On Our Doorstep

I have this therory that we seek dictators and “strongmen” when we can’t or won’t bear the weight and responsibility of free will and interconnectedness. We don’t want to own all of our decisions – especially the ones we thought were right but turned out to be wrong. When what we did contributed to an atrocity but we didn’t mean to. Zealotry (either political or religious) means being sure we’re not only right but righteous. We want reassurance that our decisions made in blind obedience or faithless fear were somehow justified. We want to believe we are good.

We don’t want to accept our frailty, our complicity. The fact that every human decision and institution is flawed and fraught with unintended consequences. And we all inflict pain on others. So we seek someone who will simplify our choices, take away the awful sense of impermanence and the burden of ethical examination of our actions.

Do we take in the child taken from her parents?
Are we willing to drive the bus she was taken in? Fly the plane?
Will we issue the permit for the jail to confine her?
Will we supply and erect the chain link fence for the box in which she sits?

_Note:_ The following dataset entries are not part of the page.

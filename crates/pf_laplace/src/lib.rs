// crates/pf_laplace/src/lib.rs

//! PlasmaFlow 垂直拉普拉斯反演
//!
//! 等离子体流体模拟每个时间步都要做一次椭圆型反演：给定右端场
//! 与初始猜测，求出其离散垂直拉普拉斯（加低阶系数项）等于右端
//! 的场。本 crate 提供完整的组装-求解管线：
//!
//! - [`mesh`]: 分区描述与几何度量（外部网格的只读视图）
//! - [`field`]: 单 y 平面上的二维场
//! - [`linalg`]: 进程内稀疏线性代数（CSR、预条件器、Krylov、LU）
//! - [`invert`]: 反演核心（系数、模板、索引映射、组装、驱动）
//!
//! # 使用示例
//!
//! ```ignore
//! use std::sync::Arc;
//! use pf_laplace::{Grid, LaplaceConfig, LaplaceSolver, PlaneField};
//!
//! let grid = Arc::new(Grid::uniform(64, 32, 2, 0.1, 0.1)?);
//! let mut solver = LaplaceSolver::new(grid, LaplaceConfig::default())?;
//!
//! let rhs = PlaneField::zeros(64, 32, 0);
//! let solution = solver.solve(&rhs)?;
//! ```

#![warn(clippy::all)]

pub mod field;
pub mod invert;
pub mod linalg;
pub mod mesh;

// 重导出常用类型
pub use field::PlaneField;
pub use invert::{
    BoundaryFlags, Coefficients, KrylovMethod, LaplaceConfig, LaplaceSolver, PreconKind,
    SolveFlags, SolveStats,
};
pub use mesh::{Grid, Metrics, Partition};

Would we take her in if she were standing on our front steps?

Leaders make thousands upon thousands of big and small decisions – most of which don’t present moral quandaries. Even though in the allocation of resources someone may be advantaged over someone else, we aren’t specifically aware of the family that will go hungry because the breadwinner will be laid off because we awarded a contract to one vendor instead of another. A brutal war that continues because it is tied to our choice of one energy source or another bothers us but we don’t feel complicit when we fill up our cars. When we make the decision to release toxic substances because we can and it’s more immediately profitable, we’re not standing at the bedside of a lung cancer patient at M.D. Anderson. And we can tell ourselves – it’s a complex world. There are many reasons a family might go hungry, someone might get cancer, bomb a country.

It’s just that sometimes the decision is more sharply cast and moves closer and close to us. Until it’s right there on our doorstep.

Then we get to the heart of how we really make decisions …whether we have a moral code equal to the decisions we must make. When no matter what we do someone will be hurt … then what?